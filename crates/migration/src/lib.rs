//! Migrator registering entity-specific migrations in dependency order.
//! Indexes are applied last.
pub use sea_orm_migration::prelude::*;

mod m20240301_000001_create_user;
mod m20240301_000002_create_request;
mod m20240301_000003_create_item;
mod m20240301_000004_create_booking;
mod m20240301_000005_create_comment;
mod m20240301_000006_add_indexes;

pub struct Migrator;

#[async_trait::async_trait]
impl MigratorTrait for Migrator {
    fn migrations() -> Vec<Box<dyn MigrationTrait>> {
        vec![
            Box::new(m20240301_000001_create_user::Migration),
            Box::new(m20240301_000002_create_request::Migration),
            Box::new(m20240301_000003_create_item::Migration),
            Box::new(m20240301_000004_create_booking::Migration),
            Box::new(m20240301_000005_create_comment::Migration),
            // Indexes should always be applied last
            Box::new(m20240301_000006_add_indexes::Migration),
        ]
    }
}
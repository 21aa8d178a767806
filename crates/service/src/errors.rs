use thiserror::Error;

#[derive(Debug, Error)]
pub enum ServiceError {
    #[error("validation error: {0}")]
    Validation(String),
    #[error("not found: {0}")]
    NotFound(String),
    #[error("forbidden: {0}")]
    Forbidden(String),
    #[error("conflict: {0}")]
    Conflict(String),
    #[error("database error: {0}")]
    Db(String),
}

impl ServiceError {
    pub fn not_found(entity: &str, id: i64) -> Self {
        Self::NotFound(format!("{entity} with id {id} not found"))
    }

    pub(crate) fn db(e: sea_orm::DbErr) -> Self {
        Self::Db(e.to_string())
    }
}

impl From<models::errors::ModelError> for ServiceError {
    fn from(e: models::errors::ModelError) -> Self {
        match e {
            models::errors::ModelError::Validation(msg) => Self::Validation(msg),
            models::errors::ModelError::Db(msg) => Self::Db(msg),
        }
    }
}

○ ○ ○ ○

Say how many lines in the records hold the word "crates", giving the number by itself.

Reply:
2